The chair has probably supported many butts. What a job, to support butts, support them indiscriminately. A chair must accommodate all weights and body types, fidgety children who do nothing but spill on the upholstery. A chair never complains. Well, actually that’s not true, a chair will groan and creak if too much weight is put on it. And it might protest in the ultimate form: It might break. Have you ever been present when someone has sat in a chair and it’s shattered? It’s hilarious. Its hilarity is directly proportionate to how uncomfortable it makes the user feel. For example, if a joker sits in a chair it’s still a little funny but it’s not that funny. But if the swarthy balding man sits in the chair, the one with the permanent frown, and it breaks it’s much funnier. The look on his face as he tries to salvage his dignity. The bewilderment.

When I was young we had some kitchen chairs. I spent a lot of time in them. They were wooden and all of us, or at least my brother and I, liked to lean back in them so they’d be on two legs. We were constantly reprimanded for this. Nowadays I wouldn’t dream of it. My parents still have the same chairs and when I go to their house and sit in them sometimes I think how I used to lean back. Not too long ago I even did it to see what kind of memories it would evoke. It felt downright irresponsible. I suppose this is what it’s like to become an adult: Something ceases to be fun when you know how destructive it is. Then again, we still do many things that are destructive.
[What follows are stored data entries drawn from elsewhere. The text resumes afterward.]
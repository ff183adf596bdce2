//! Property-based tests for the geometry clamp.
//!
//! Clamped positions always lie inside the usable area, clamping is
//! idempotent, and positions already inside are left alone.

use proptest::prelude::*;
use tabspace::services::geometry::{clamp, clamp_to_bounds, is_within};
use tabspace::types::workspace::{Margins, Size, WorkspaceBounds};

fn arb_bounds() -> impl Strategy<Value = WorkspaceBounds> {
    (
        400.0..3000.0f64,
        300.0..2000.0f64,
        0.0..40.0f64,
        40.0..200.0f64,
        40.0..200.0f64,
    )
        .prop_map(|(w, h, margin, tw, th)| WorkspaceBounds {
            size: Size::new(w, h),
            margins: Margins::uniform(margin),
            tab_size: Size::new(tw, th),
        })
}

fn arb_coord() -> impl Strategy<Value = f64> {
    prop_oneof![
        8 => -5000.0..5000.0f64,
        1 => Just(f64::NAN),
        1 => Just(f64::INFINITY),
        1 => Just(f64::NEG_INFINITY),
    ]
}

proptest! {
    #![proptest_config(ProptestConfig::with_cases(20))]

    #[test]
    fn clamped_position_is_inside(bounds in arb_bounds(), x in arb_coord(), y in arb_coord()) {
        let p = clamp_to_bounds(x, y, &bounds);
        let max_x = bounds.size.width - bounds.tab_size.width - bounds.margins.right;
        let max_y = bounds.size.height - bounds.tab_size.height - bounds.margins.bottom;
        prop_assert!(p.x >= bounds.margins.left && p.x <= max_x, "x = {}", p.x);
        prop_assert!(p.y >= bounds.margins.top && p.y <= max_y, "y = {}", p.y);
        prop_assert!(is_within(p, &bounds));
    }

    #[test]
    fn clamp_is_idempotent(bounds in arb_bounds(), x in arb_coord(), y in arb_coord()) {
        let once = clamp_to_bounds(x, y, &bounds);
        let twice = clamp_to_bounds(once.x, once.y, &bounds);
        prop_assert_eq!(once, twice);
    }

    #[test]
    fn inside_positions_are_unchanged(bounds in arb_bounds(), fx in 0.0..0.99f64, fy in 0.0..0.99f64) {
        let max_x = bounds.size.width - bounds.tab_size.width - bounds.margins.right;
        let max_y = bounds.size.height - bounds.tab_size.height - bounds.margins.bottom;
        let x = bounds.margins.left + fx * (max_x - bounds.margins.left);
        let y = bounds.margins.top + fy * (max_y - bounds.margins.top);
        let p = clamp_to_bounds(x, y, &bounds);
        prop_assert_eq!((p.x, p.y), (x, y));
    }

    #[test]
    fn undersized_workspace_pins_to_leading_margin(
        margin in 0.0..50.0f64,
        x in arb_coord(),
        y in arb_coord(),
    ) {
        let p = clamp(x, y, Size::new(500.0, 500.0), Size::new(100.0, 100.0), Margins::uniform(margin));
        prop_assert_eq!((p.x, p.y), (margin, margin));
    }
}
The chair is still sitting there in the cafe where I am. Motionless. I would say it’s listening to the music but everyone knows chairs are deaf. And blind. The only thing they can do is feel, and pretty much the only thing they feel are butts. Despite their mind-boggling utility we still take them for granted. For example I’m sitting in a cafe writing an essay about a chair, and I’ve completely forgotten that I’m sitting in a chair. I haven’t even looked to see what kind it is. If I’m brutally honest, I don’t even care. I will not thank this chair for its service. I will not think about it after I’m gone.

But it won’t think about me, either.

The cup of tea however, is a completely different…cup of tea. I have an actual relationship with this cup of tea. It’s going to go into my body, so I pay more attention to it. I can see it and smell it and taste it. It’s a black tea with orange essence. Its temperature is ideal. I drink it, it goes into my stomach, and our relationship ends. If I haven’t eaten and I have too much of it, it can make me nauseous. But the cup of tea is passive. It is acted upon. It only acts upon its user in proportion to how it’s acted upon. In other words, it’s inanimate. Much like the chair. Except I can’t eat the chair.
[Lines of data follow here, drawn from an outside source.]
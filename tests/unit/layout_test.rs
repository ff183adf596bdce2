//! Unit tests for the layout strategies.

use std::f64::consts::PI;

use tabspace::services::classifier::Classifier;
use tabspace::services::layout::{
    category_clusters, circle, compute_layout, grid, grid_columns, grid_spacing_x, spiral,
    GRID_MAX_CELL_WIDTH, GRID_ROW_HEIGHT, GRID_START_X, GRID_START_Y,
};
use tabspace::types::tab::{Position, Tab, TabMetadata};
use tabspace::types::view::LayoutStrategy;
use tabspace::types::workspace::{Margins, Size, WorkspaceBounds};

fn tab(id: &str, url: &str) -> Tab {
    Tab {
        id: id.to_string(),
        url: url.to_string(),
        title: String::new(),
        created_at: 0,
        position: Position::default(),
        metadata: TabMetadata::new(),
    }
}

fn tabs(n: usize) -> Vec<Tab> {
    (0..n).map(|i| tab(&format!("t{i}"), "https://example.org")).collect()
}

fn bounds(width: f64, height: f64) -> WorkspaceBounds {
    WorkspaceBounds {
        size: Size::new(width, height),
        margins: Margins::uniform(0.0),
        tab_size: Size::new(100.0, 100.0),
    }
}

fn close(a: Position, b: Position) -> bool {
    (a.x - b.x).abs() < 1e-9 && (a.y - b.y).abs() < 1e-9
}

#[test]
fn test_grid_of_four_uses_two_columns() {
    let b = bounds(1280.0, 800.0);
    let placements = grid(&tabs(4), &b);
    let sx = grid_spacing_x(&b, 2);
    let sy = GRID_ROW_HEIGHT;
    let expected = [
        Position::new(GRID_START_X, GRID_START_Y),
        Position::new(GRID_START_X + sx, GRID_START_Y),
        Position::new(GRID_START_X, GRID_START_Y + sy),
        Position::new(GRID_START_X + sx, GRID_START_Y + sy),
    ];
    assert_eq!(grid_columns(4), 2);
    for (p, e) in placements.iter().zip(expected.iter()) {
        assert!(close(p.position, *e), "{:?} != {:?}", p.position, e);
    }
}

#[test]
fn test_grid_spacing_is_capped_and_non_negative() {
    assert_eq!(grid_spacing_x(&bounds(5000.0, 800.0), 2), GRID_MAX_CELL_WIDTH);
    assert_eq!(grid_spacing_x(&bounds(600.0, 800.0), 2), 200.0);
    assert_eq!(grid_spacing_x(&bounds(100.0, 800.0), 3), 0.0);
}

#[test]
fn test_grid_columns() {
    assert_eq!(grid_columns(0), 1);
    assert_eq!(grid_columns(1), 1);
    assert_eq!(grid_columns(5), 3);
    assert_eq!(grid_columns(9), 3);
    assert_eq!(grid_columns(10), 4);
}

#[test]
fn test_circle_places_on_radius_around_center() {
    let b = bounds(1000.0, 600.0);
    let placements = circle(&tabs(4), &b);
    let radius = 0.6 * 300.0;
    assert!(close(placements[0].position, Position::new(500.0 + radius, 300.0)));
    assert!(close(placements[1].position, Position::new(500.0, 300.0 + radius)));
    for p in &placements {
        let d = ((p.position.x - 500.0).powi(2) + (p.position.y - 300.0).powi(2)).sqrt();
        assert!((d - radius).abs() < 1e-9);
    }
}

#[test]
fn test_spiral_radius_grows() {
    let b = bounds(1000.0, 600.0);
    let placements = spiral(&tabs(3), &b);
    assert!(close(placements[0].position, Position::new(580.0, 300.0)));
    let r1 = 95.0;
    let expected = Position::new(500.0 + r1 * 0.5f64.cos(), 300.0 + r1 * 0.5f64.sin());
    assert!(close(placements[1].position, expected));
}

#[test]
fn test_category_clusters_ring_each_category() {
    let b = bounds(1000.0, 600.0);
    let input = vec![
        tab("gh", "https://github.com"),
        tab("yt", "https://youtube.com"),
        tab("gl", "https://gitlab.com"),
    ];
    let placements = category_clusters(&input, &b, &Classifier::default());
    let order: Vec<&str> = placements.iter().map(|p| p.tab_id.as_str()).collect();
    assert_eq!(order, vec!["gh", "yt", "gl"]);

    // Work cluster sits at angle 0 on the main circle, two members, sub-radius 70.
    let main_radius = 0.6 * 300.0;
    let (gx, gy) = (500.0 + main_radius, 300.0);
    assert!(close(placements[0].position, Position::new(gx + 70.0, gy)));
    assert!(close(placements[2].position, Position::new(gx + 70.0 * PI.cos(), gy + 70.0 * PI.sin())));

    // Entertainment cluster at angle pi, single member at sub-radius 65.
    let (ex, ey) = (500.0 + main_radius * PI.cos(), 300.0 + main_radius * PI.sin());
    assert!(close(placements[1].position, Position::new(ex + 65.0, ey)));
}

#[test]
fn test_all_strategies_handle_empty_and_single() {
    let b = bounds(800.0, 600.0);
    let classifier = Classifier::default();
    for strategy in [
        LayoutStrategy::Grid,
        LayoutStrategy::Circle,
        LayoutStrategy::Spiral,
        LayoutStrategy::CategoryClusters,
    ] {
        assert!(compute_layout(strategy, &[], &b, &classifier).is_empty());

        let one = compute_layout(strategy, &tabs(1), &b, &classifier);
        assert_eq!(one.len(), 1);
        assert!(one[0].position.x.is_finite() && one[0].position.y.is_finite());
        assert_eq!(one, compute_layout(strategy, &tabs(1), &b, &classifier));
    }
}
Or could I? I’ve heard of people eating things they’re not supposed to eat before. Wasn’t there a guy who used to eat model airplanes and things like that? A guy who was slowly devouring his entire living room, piece of couch fabric by piece of couch fabric?
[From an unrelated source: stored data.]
//! REST client for the AI backend.
//!
//! Every endpoint answers with a `{ "success": bool, ... }` envelope. A
//! non-2xx status or `success: false` becomes a [`BackendError`]; callers
//! decide on the local fallback. There is no retry.

use std::time::Duration;

use reqwest::Url;
use serde::de::DeserializeOwned;
use serde::Serialize;
use serde_json::Value;
use tracing::debug;

use crate::types::backend::{
    AnalyzeTabsRequest, CreateTabRequest, NavigationIntent, ParseNavigationRequest, RemoteTab,
    TabAnalysis, TabSummary,
};
use crate::types::errors::BackendError;
use crate::types::settings::BackendSettings;

pub const CREATE_TAB_PATH: &str = "/api/hybrid-browser/tabs";
pub const ANALYZE_TABS_PATH: &str = "/ai/analyze-tabs";
pub const PARSE_NAVIGATION_PATH: &str = "/api/advanced-navigation/parse";

const MAX_ERROR_BODY_CHARS: usize = 300;

/// HTTP client bound to one backend base URL.
#[derive(Clone)]
pub struct BackendClient {
    client: reqwest::Client,
    base_url: Url,
    auth_token: Option<String>,
}

impl BackendClient {
    pub fn new(settings: &BackendSettings) -> Result<Self, BackendError> {
        let base_url = Url::parse(settings.base_url.trim_end_matches('/'))
            .map_err(|e| BackendError::InvalidUrl(format!("{}: {}", settings.base_url, e)))?;
        let client = reqwest::Client::builder()
            .timeout(Duration::from_secs(settings.timeout_secs.max(1)))
            .build()
            .map_err(|e| BackendError::NetworkError(format!("failed to build HTTP client: {e}")))?;
        Ok(Self {
            client,
            base_url,
            auth_token: settings.auth_token.clone().filter(|t| !t.is_empty()),
        })
    }

    pub fn base_url(&self) -> &Url {
        &self.base_url
    }

    /// Appends `path` to the base URL, keeping any path prefix the base carries.
    pub fn endpoint(&self, path: &str) -> Result<Url, BackendError> {
        let joined = format!("{}{}", self.base_url.as_str().trim_end_matches('/'), path);
        Url::parse(&joined).map_err(|e| BackendError::InvalidUrl(format!("{joined}: {e}")))
    }

    /// Registers a tab with the backend.
    pub async fn create_tab(&self, tab_id: &str, url: &str) -> Result<RemoteTab, BackendError> {
        let request = CreateTabRequest {
            url: url.to_string(),
            tab_id: tab_id.to_string(),
        };
        let body = self.post(CREATE_TAB_PATH, &request).await?;
        let payload = body.get("tab").cloned().unwrap_or(body);
        decode(payload, "create tab")
    }

    /// Requests category and summary for a batch of tabs.
    pub async fn analyze_tabs(&self, tabs: Vec<TabSummary>) -> Result<Vec<TabAnalysis>, BackendError> {
        let request = AnalyzeTabsRequest { tabs };
        let body = self.post(ANALYZE_TABS_PATH, &request).await?;
        let analyses = body.get("analyses").cloned().unwrap_or(Value::Array(Vec::new()));
        decode(analyses, "analyze tabs")
    }

    /// Turns free-form input ("open my github notifications") into a navigation intent.
    pub async fn parse_navigation(&self, input: &str) -> Result<NavigationIntent, BackendError> {
        let request = ParseNavigationRequest {
            input: input.to_string(),
        };
        let body = self.post(PARSE_NAVIGATION_PATH, &request).await?;
        let payload = body.get("intent").cloned().unwrap_or(body);
        decode(payload, "parse navigation")
    }

    async fn post<T: Serialize>(&self, path: &str, request: &T) -> Result<Value, BackendError> {
        let url = self.endpoint(path)?;
        debug!(%url, "backend request");

        let mut builder = self.client.post(url).json(request);
        if let Some(token) = &self.auth_token {
            builder = builder.bearer_auth(token);
        }

        let response = builder
            .send()
            .await
            .map_err(|e| BackendError::NetworkError(format!("{path} request failed: {e}")))?;

        let status = response.status();
        let text = response
            .text()
            .await
            .map_err(|e| BackendError::NetworkError(format!("{path} body read failed: {e}")))?;

        if !status.is_success() {
            return Err(BackendError::HttpStatus {
                status: status.as_u16(),
                body: sanitize_error_body(&text),
            });
        }

        parse_envelope(&text)
    }
}

/// Parses a `{success, ...}` envelope, returning the whole object on success.
pub fn parse_envelope(body: &str) -> Result<Value, BackendError> {
    let value: Value = serde_json::from_str(body)
        .map_err(|e| BackendError::ParseError(format!("{e}; body: {}", sanitize_error_body(body))))?;

    let success = value
        .get("success")
        .and_then(Value::as_bool)
        .ok_or_else(|| BackendError::ParseError("missing 'success' field".to_string()))?;

    if !success {
        let message = value
            .get("error")
            .or_else(|| value.get("message"))
            .and_then(Value::as_str)
            .unwrap_or("no error message")
            .to_string();
        return Err(BackendError::Rejected(message));
    }
    Ok(value)
}

/// Collapses whitespace and truncates a body for log and error output.
pub fn sanitize_error_body(body: &str) -> String {
    let collapsed = body.split_whitespace().collect::<Vec<_>>().join(" ");
    if collapsed.chars().count() > MAX_ERROR_BODY_CHARS {
        let truncated: String = collapsed.chars().take(MAX_ERROR_BODY_CHARS).collect();
        format!("{truncated}...")
    } else {
        collapsed
    }
}

fn decode<T: DeserializeOwned>(value: Value, what: &str) -> Result<T, BackendError> {
    serde_json::from_value(value).map_err(|e| BackendError::ParseError(format!("{what}: {e}")))
}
But back to the chair. The chair is still there and will be there all day. Tonight the shop will close and the chair will still be there. Tomorrow the shop will open and the chair will still be there. Supporting butts gives it no pleasure. It does not miss the butts when they’re gone. It is not disappointed if no one sits in it all day, or if someone sits in the chair opposite it. It doesn’t notice me looking at it. It doesn’t look back.

I suppose I could taste the chair, too.

When I get up to leave the chair still does not acknowledge me. It almost frustrates me. It’s rude. But then I forgive the chair. We both have legs, but only mine can take me outside into the big, wide world.